On Graduation Day, amongst the ‘hip-hip-hoorays’ and ‘gee-whizz’s’ you’ll chant for your genius offspring, shower them with Prestat to show them that they really have done good – it’s a big achievement! While celebrating Sarah’s straight-A report cards as a teenager may have be deeply uncool (“Mum. STOP EMBARRASSING ME!) revelling in those four sweet letters; H, O, N, S, is absolutely not. Trust us, after the long, hard slog of a dissertation, they’ll appreciate the gesture. After all, what goes better with a glass of champers than a generous helping of Marc de Champagne truffles? Exactly.
If their tastebuds are not that way inclined, following a three year diet of takeaway food and alcohol (we jest), then perhaps try these first class chocolate gifts instead.
THE JEWEL BOX
Nothing but the best should do for your intellectual gem – our most impressive jewel box contains 98 chocolates! Enjoyed for over 100 years by kings and queens, sultans and maharajas, princesses and presidents, stars of stage and screen, they’ll be chomping in great company.

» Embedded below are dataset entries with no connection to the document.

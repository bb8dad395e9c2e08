use error_stack::Report;
use time::OffsetDateTime;

use kernel::interface::query::RentalQuery;
use kernel::interface::update::RentalModifier;
use kernel::prelude::entity::{
    IsClosed, Movie, Rental, RentalDate, RentalDraft, RentalEndDate, RentalId, UserId,
};
use kernel::KernelError;

use super::{next_id, MemoryTransaction, Tables};

pub struct MemoryRentalRepository;

#[async_trait::async_trait]
impl RentalQuery for MemoryRentalRepository {
    type Transaction = MemoryTransaction;

    async fn find_all(
        &self,
        con: &mut MemoryTransaction,
    ) -> error_stack::Result<Vec<Rental>, KernelError> {
        let tables = &con.staged;
        Ok(tables
            .rentals
            .values()
            .map(|row| MemoryRentalInternal::assemble(tables, row))
            .collect())
    }

    async fn find_by_id(
        &self,
        con: &mut MemoryTransaction,
        id: &RentalId,
    ) -> error_stack::Result<Option<Rental>, KernelError> {
        let tables = &con.staged;
        Ok(tables
            .rentals
            .get(&i32::from(*id))
            .map(|row| MemoryRentalInternal::assemble(tables, row)))
    }

    async fn find_by_user_id(
        &self,
        con: &mut MemoryTransaction,
        user_id: &UserId,
    ) -> error_stack::Result<Vec<Rental>, KernelError> {
        let tables = &con.staged;
        let user_id = i32::from(*user_id);
        Ok(tables
            .rentals
            .values()
            .filter(|row| row.user_id == user_id)
            .map(|row| MemoryRentalInternal::assemble(tables, row))
            .collect())
    }
}

#[async_trait::async_trait]
impl RentalModifier for MemoryRentalRepository {
    type Transaction = MemoryTransaction;

    async fn create(
        &self,
        con: &mut MemoryTransaction,
        rental: &RentalDraft,
    ) -> error_stack::Result<Rental, KernelError> {
        MemoryRentalInternal::ensure_user(&con.staged, rental.user_id())?;
        let id = next_id(&mut con.staged.sequences.rentals, "rentals")?;
        let rental = rental.clone().into_rental(RentalId::new(id));
        con.staged.rentals.insert(id, RentalRow::from(&rental));
        Ok(rental)
    }

    async fn update(
        &self,
        con: &mut MemoryTransaction,
        rental: &Rental,
    ) -> error_stack::Result<(), KernelError> {
        MemoryRentalInternal::ensure_user(&con.staged, rental.user_id())?;
        let row = RentalRow::from(rental);
        let stored = con.staged.rentals.get_mut(&row.id).ok_or_else(|| {
            Report::new(KernelError::Internal)
                .attach_printable(format!("rental {} does not exist", row.id))
        })?;
        *stored = row;
        Ok(())
    }
}

#[derive(Debug, Clone)]
pub(in crate::database) struct RentalRow {
    id: i32,
    date: OffsetDateTime,
    end_date: OffsetDateTime,
    user_id: i32,
    closed: bool,
}

impl From<&Rental> for RentalRow {
    fn from(value: &Rental) -> Self {
        Self {
            id: i32::from(*value.id()),
            date: (*value.date()).into(),
            end_date: (*value.end_date()).into(),
            user_id: i32::from(*value.user_id()),
            closed: value.closed().is_closed(),
        }
    }
}

pub(in crate::database) struct MemoryRentalInternal;

impl MemoryRentalInternal {
    // Movies are joined through their rental linkage, like a foreign key lookup.
    fn assemble(tables: &Tables, row: &RentalRow) -> Rental {
        let movies = tables
            .movies
            .values()
            .filter(|movie| movie.is_attached_to(row.id))
            .cloned()
            .map(Movie::from)
            .collect();
        Rental::new(
            RentalId::new(row.id),
            RentalDate::new(row.date),
            RentalEndDate::new(row.end_date),
            UserId::new(row.user_id),
            IsClosed::new(row.closed),
            movies,
        )
    }

    fn ensure_user(tables: &Tables, user_id: &UserId) -> error_stack::Result<(), KernelError> {
        let user_id = i32::from(*user_id);
        if tables.users.contains_key(&user_id) {
            Ok(())
        } else {
            Err(Report::new(KernelError::Internal)
                .attach_printable(format!("user {user_id} does not exist")))
        }
    }
}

THE ALL SUMMER LONG HAMPER
They absolutely should celebrate all Summer long – they’ve more than earned the right, and our delectable 3 box selection will give them the fuel to do so. Containing row upon row of chocolate mints, fudges and pralines, their Summer will be one chocolate oblivion. Yum!
THE WOW, WOW, WOW HAMPER
Wonderfully O.T.T., and entirely appropriate for your newly certified braniac. It’s a strange world, when you suspect your child is cleverer than you (Are you smarter than an 10 year old? Probably), and even weirder when you know it to be true (your 2:1 honoured, law graduate niece? Absolutely not). The universe has shifted, and the balance of adulthood has changed forever…Just. Give. Them. Chocolate.
…And after the Summer, you can rightfully ask your departed student the dreaded question: what’s next?